On Mon, Dec 22, 2014 at 1:04 PM, John Myles White <[email protected]>
wrote:

> It would be really easy to run a GitHub page that is literally a list of
> URL’s for unofficial packages and which receives edits via GitHub pull
> requests.
>
>  — John
>
>
> On Dec 22, 2014, at 12:03 PM, Stefan Karpinski <[email protected]>
> wrote:
>
> To me the main benefit of having a list of non-packages would be that we
> could have code their without having to go through the whole name
> bikeshedding process that is traditional for registered Julia packages (and
> which I think is very important, if imperfect).
>
> On Mon, Dec 22, 2014 at 11:44 AM, Tomas Lycken <[email protected]>
> wrote:
>
>> I have always regarded the version tagging system as an indicator of
>> package "ready-state", and not only as "progress since the package was
>> concieved/first released". For example, I've registered the
>> Interpolations.jl package in Metadata, but I haven't tagged a version, so
>> if I do Pkg.status() it shows as version `0.0.0-` - to me, that works as an
>> indicator that this package isn't as ready as a package with a version of,
>> say, 1.2.5, or even 0.3.1.
>>
>> It would probably be quite simple to add a filtering feature for package
>> versions on pkg.julialang.org - nothing too specific, of course, but one
>> could for example choose to include all packages, just packages with a
>> tagged version, or even just packages version 1.0 or later. That would be a
>> simple answer to most of the questions you raise, albeit maybe not as
>> specific as you might want. However, it would have the benefit of curating
>> itself.
>>
>> // T
>>
>>
>> On Monday, December 22, 2014 5:23:43 PM UTC+1, Hans W Borchers wrote:
>>>
>>> There's a list (of such lists) at http://svaksha.github.io/Julia.jl/ .
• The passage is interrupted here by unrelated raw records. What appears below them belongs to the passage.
/*
 * Copyright © 2025, United States Government, as represented by the Administrator of
 * the National Aeronautics and Space Administration. All rights reserved.
 *
 * The “ODIN” software is licensed under the Apache License, Version 2.0 (the "License");
 * you may not use this file except in compliance with the License. You may obtain a copy
 * of the License at http://www.apache.org/licenses/LICENSE-2.0.
 *
 * Unless required by applicable law or agreed to in writing, software distributed under
 * the License is distributed on an "AS IS" BASIS, WITHOUT WARRANTIES OR CONDITIONS OF ANY KIND,
 * either express or implied. See the License for the specific language governing permissions
 * and limitations under the License.
 */
#![allow(unused)]

use std::{fs, io::ErrorKind, path::Path};
use odin_common::fs::{copy_recursive, ensure_dir, filestem};

// run with "cargo test test_xx -- --nocapture"

#[test]
fn test_filestem() {
    assert_eq!( filestem( &"some/dir/image.png"), Some("image"));
    assert_eq!( filestem( &"image"), Some("image"));
    assert_eq!( filestem( &"archive.tar.gz"), Some("archive.tar"));
}

#[test]
fn test_ensure_dir() {
    let tmp = tempfile::tempdir().unwrap();
    let dir = tmp.path().join("a/b/c");

    ensure_dir( &dir).unwrap();
    assert!( dir.is_dir());
    ensure_dir( &dir).unwrap(); // existing dirs are fine

    let file = tmp.path().join("file.txt");
    fs::write( &file, "x").unwrap();
    assert!( ensure_dir( file.join("sub")).is_err());
}

#[test]
fn test_copy_recursive() {
    let tmp = tempfile::tempdir().unwrap();
    let src = tmp.path().join("src");
    fs::create_dir_all( src.join("nested")).unwrap();
    fs::write( src.join("top.txt"), "top").unwrap();
    fs::write( src.join("nested").join("inner.txt"), "inner").unwrap();

    let tgt = tmp.path().join("tgt");
    fs::create_dir_all( &tgt).unwrap();
    fs::write( tgt.join("top.txt"), "old").unwrap();

    copy_recursive( &src, &tgt).unwrap();
    assert_eq!( fs::read_to_string( tgt.join("top.txt")).unwrap(), "top");
    assert_eq!( fs::read_to_string( tgt.join("nested/inner.txt")).unwrap(), "inner");

    copy_recursive( src.join("top.txt"), tmp.path().join("copy.txt")).unwrap();
    assert_eq!( fs::read_to_string( tmp.path().join("copy.txt")).unwrap(), "top");

    match copy_recursive( src.join("missing.txt"), tmp.path().join("never.txt")) {
        Err(e) => {
            println!("expected error: {e}");
            assert_eq!( e.kind(), ErrorKind::NotFound);
        }
        Ok(_) => panic!("copying a missing file should fail")
    }
}
/*
 * Copyright © 2025, United States Government, as represented by the Administrator of
 * the National Aeronautics and Space Administration. All rights reserved.
 *
 * The “ODIN” software is licensed under the Apache License, Version 2.0 (the "License");
 * you may not use this file except in compliance with the License. You may obtain a copy
 * of the License at http://www.apache.org/licenses/LICENSE-2.0.
 *
 * Unless required by applicable law or agreed to in writing, software distributed under
 * the License is distributed on an "AS IS" BASIS, WITHOUT WARRANTIES OR CONDITIONS OF ANY KIND,
 * either express or implied. See the License for the specific language governing permissions
 * and limitations under the License.
 */

use std::str::FromStr;
use odin_common::{define_cli, check_cli};
use odin_imgdiff::{
    init_tracing, filter_results, materialize, AggregationOptions, DiffFlags, ScoreFilter
};
use tracing::debug;
use anyhow::Result;

define_cli! { ARGS [about="aggregate - collect png_compare result directories that pass a similarity threshold"] =
    input: Option<String> [help="directory that contains the png_compare result directories", long, short],
    output: Option<String> [help="directory to copy the selected result directories to", long, short],
    score_filter: String [help="keep results with a score 'less' or 'more' than or equal to the threshold", long, short, default_value="less"],
    diff_flags: String [help="comma separated list of diff images to copy (rgb,hsv,mask)", long, short, default_value="rgb,hsv,mask"],
    threshold: f64 [help="similarity score threshold [0..100]", long, short, default_value="100.0"],
    exclude_inputs: bool [help="do not copy the compared input images", long],
    dry_run: bool [help="only print what would be copied", long]
}

fn main()->Result<()> {
    check_cli!(ARGS);
    init_tracing();

    let (Some(input), Some(output)) = (&ARGS.input, &ARGS.output) else {
        print_usage()?;
        return Ok(())
    };

    let score_filter = match ScoreFilter::from_str( &ARGS.score_filter) {
        Ok(score_filter) => score_filter,
        Err(e) => {
            eprintln!("{e}");
            print_usage()?;
            std::process::exit(1)
        }
    };

    let options = AggregationOptions {
        score_filter,
        threshold: ARGS.threshold,
        diff_flags: DiffFlags::parse_list( &ARGS.diff_flags),
        exclude_inputs: ARGS.exclude_inputs,
    };
    debug!("score filter: {} {}, diff flags: {:?}", options.score_filter, options.threshold, options.diff_flags);

    let command_line: Vec<String> = std::env::args().collect();

    let selection = filter_results( input, &options)?;
    let actions = materialize( &selection, output, ARGS.dry_run, &command_line)?;

    if ARGS.dry_run {
        for action in &actions {
            println!("{action}");
        }
    } else {
        println!("{} result directories copied to {}", selection.len(), output);
    }

    Ok(())
}

fn print_usage()->Result<()> {
    CliOpts::clap().print_help()?;
    println!();
    Ok(())
}
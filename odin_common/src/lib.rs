/*
 * Copyright © 2024, United States Government, as represented by the Administrator of
 * the National Aeronautics and Space Administration. All rights reserved.
 *
 * The “ODIN” software is licensed under the Apache License, Version 2.0 (the "License");
 * you may not use this file except in compliance with the License. You may obtain a copy
 * of the License at http://www.apache.org/licenses/LICENSE-2.0.
 *
 * Unless required by applicable law or agreed to in writing, software distributed under
 * the License is distributed on an "AS IS" BASIS, WITHOUT WARRANTIES OR CONDITIONS OF ANY KIND,
 * either express or implied. See the License for the specific language governing permissions
 * and limitations under the License.
 */

//! common macros and filesystem utilities shared by ODIN crates

pub mod macros;
pub mod fs;
/*
 * Copyright © 2025, United States Government, as represented by the Administrator of
 * the National Aeronautics and Space Administration. All rights reserved.
 *
 * The “ODIN” software is licensed under the Apache License, Version 2.0 (the "License");
 * you may not use this file except in compliance with the License. You may obtain a copy
 * of the License at http://www.apache.org/licenses/LICENSE-2.0.
 *
 * Unless required by applicable law or agreed to in writing, software distributed under
 * the License is distributed on an "AS IS" BASIS, WITHOUT WARRANTIES OR CONDITIONS OF ANY KIND,
 * either express or implied. See the License for the specific language governing permissions
 * and limitations under the License.
 */

use std::{collections::BTreeMap, fmt, fs, path::{Path,PathBuf}, str::FromStr};
use tracing::{debug,info,warn};
use crate::{
    errors::{Result,OdinImgDiffError},
    result::{read_result, ComparisonResult, INFO_FILE, ABSDIFF_RGB_FILE, ABSDIFF_HSV_FILE, THRESHOLD_MASK_FILE}
};

/// result directory path -> names of the files to copy from it, sorted by path
pub type AggregationSelection = BTreeMap<PathBuf,Vec<String>>;

/* #region score filter ***********************************************************************************/

/// direction of the (inclusive) score threshold comparison
#[derive(Debug,Clone,Copy,PartialEq,Eq)]
pub enum ScoreFilter {
    LessThanOrEqual,
    GreaterThanOrEqual,
}

impl ScoreFilter {
    pub fn accepts (&self, score: f64, threshold: f64)->bool {
        match self {
            ScoreFilter::LessThanOrEqual => score <= threshold,
            ScoreFilter::GreaterThanOrEqual => score >= threshold,
        }
    }
}

impl FromStr for ScoreFilter {
    type Err = OdinImgDiffError;

    fn from_str (s: &str)->Result<Self> {
        match s {
            "less" => Ok(ScoreFilter::LessThanOrEqual),
            "more" => Ok(ScoreFilter::GreaterThanOrEqual),
            _ => Err( OdinImgDiffError::InvalidFilterOption( format!("{s:?} (expected 'less' or 'more')")))
        }
    }
}

impl fmt::Display for ScoreFilter {
    fn fmt (&self, f: &mut fmt::Formatter<'_>)->fmt::Result {
        match self {
            ScoreFilter::LessThanOrEqual => write!(f, "less"),
            ScoreFilter::GreaterThanOrEqual => write!(f, "more"),
        }
    }
}

/* #endregion score filter */

/* #region diff flags *************************************************************************************/

#[derive(Debug,Clone,Copy,PartialEq,Eq)]
pub enum DiffKind {
    Rgb,
    Hsv,
    Mask,
}

impl DiffKind {
    pub const ALL: [DiffKind;3] = [DiffKind::Rgb, DiffKind::Hsv, DiffKind::Mask];

    /// the result directory artifact for this kind
    pub fn filename (&self)->&'static str {
        match self {
            DiffKind::Rgb => ABSDIFF_RGB_FILE,
            DiffKind::Hsv => ABSDIFF_HSV_FILE,
            DiffKind::Mask => THRESHOLD_MASK_FILE,
        }
    }

    fn bit (&self)->u8 {
        match self {
            DiffKind::Rgb => 0b001,
            DiffKind::Hsv => 0b010,
            DiffKind::Mask => 0b100,
        }
    }
}

impl FromStr for DiffKind {
    type Err = OdinImgDiffError;

    fn from_str (s: &str)->Result<Self> {
        match s {
            "rgb" => Ok(DiffKind::Rgb),
            "hsv" => Ok(DiffKind::Hsv),
            "mask" => Ok(DiffKind::Mask),
            _ => Err( OdinImgDiffError::InvalidFilterOption( format!("unknown diff flag {s:?}")))
        }
    }
}

/// non-empty set of DiffKinds
#[derive(Debug,Clone,Copy,PartialEq,Eq)]
pub struct DiffFlags(u8);

impl DiffFlags {
    pub fn all()->Self {
        DiffFlags( DiffKind::ALL.iter().fold( 0, |acc,k| acc | k.bit()))
    }

    pub fn contains (&self, kind: DiffKind)->bool {
        self.0 & kind.bit() != 0
    }

    pub fn kinds (&self)->impl Iterator<Item=DiffKind> + '_ {
        DiffKind::ALL.into_iter().filter( |k| self.contains(*k))
    }

    /// parse a comma separated list such as "rgb,mask". Unknown entries are ignored (with a warning). If there
    /// is no valid entry at all we fall back to the full set
    pub fn parse_list (s: &str)->Self {
        let mut bits = 0u8;

        for tok in s.split(',').map( |t| t.trim()).filter( |t| !t.is_empty()) {
            match DiffKind::from_str( tok) {
                Ok(kind) => bits |= kind.bit(),
                Err(e) => warn!("ignoring {e}")
            }
        }

        if bits == 0 {
            warn!("no valid diff flags in {s:?}, using rgb,hsv,mask");
            DiffFlags::all()
        } else {
            DiffFlags(bits)
        }
    }
}

impl Default for DiffFlags {
    fn default()->Self { DiffFlags::all() }
}

/* #endregion diff flags */

#[derive(Debug,Clone)]
pub struct AggregationOptions {
    pub score_filter: ScoreFilter,
    pub threshold: f64,
    pub diff_flags: DiffFlags,
    pub exclude_inputs: bool,
}

impl Default for AggregationOptions {
    fn default()->Self {
        AggregationOptions {
            score_filter: ScoreFilter::LessThanOrEqual,
            threshold: 100.0,
            diff_flags: DiffFlags::all(),
            exclude_inputs: false,
        }
    }
}

impl AggregationOptions {
    pub fn accepts (&self, result: &ComparisonResult)->bool {
        self.score_filter.accepts( result.score, self.threshold)
    }

    /// the files to copy from an accepted result directory
    pub fn selected_files (&self, result: &ComparisonResult)->Vec<String> {
        let mut files = vec![ INFO_FILE.to_string() ];
        files.extend( self.diff_flags.kinds().map( |k| k.filename().to_string()));

        if !self.exclude_inputs {
            files.push( result.file1.clone());
            files.push( result.file2.clone());
        }
        files
    }
}

/// scan the result directories within `input_dir` and select the ones that pass the score filter.
/// Result directories without a valid info.txt are skipped
pub fn filter_results<P> (input_dir: P, options: &AggregationOptions)->Result<AggregationSelection> where P: AsRef<Path> {
    let input_dir = input_dir.as_ref();
    if !input_dir.is_dir() {
        return Err( OdinImgDiffError::InvalidDirectory( format!("{input_dir:?}")))
    }

    let mut selection = AggregationSelection::new();

    for e in fs::read_dir( input_dir)? {
        let path = e?.path();
        if !path.is_dir() { continue }

        match read_result( &path) {
            Ok(result) => {
                if options.accepts( &result) {
                    debug!("selected {:?} with score {}", path, result.score);
                    let files = options.selected_files( &result);
                    selection.insert( path, files);
                } else {
                    debug!("rejected {:?} with score {}", path, result.score);
                }
            }
            Err(e) => warn!("skipping {:?}: {}", path, e)
        }
    }

    info!("{} result directories selected (score {} {})", selection.len(), options.score_filter, options.threshold);
    Ok(selection)
}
>>> But you are right: something more complete and more up-to-date would be
>>> nice.
>>> I started an overview of Math packages with usage examples, but stopped
>>> when the Julia 0.4 version came about.
>>>
>>>
>>> On Monday, December 22, 2014 4:59:24 PM UTC+1, [email protected]
>>> wrote:
>>>>
>>>> Does it make sense to have a list of unregistered packages ?  I'd like
>>>> to make my packages visible, for feedback or whatever, and also to see what
>>>> other packages are out there.
>>>>
>>>> Putting a new package that no one has used in the same list as a
>>>> heavily used/developed package doesn't seem right.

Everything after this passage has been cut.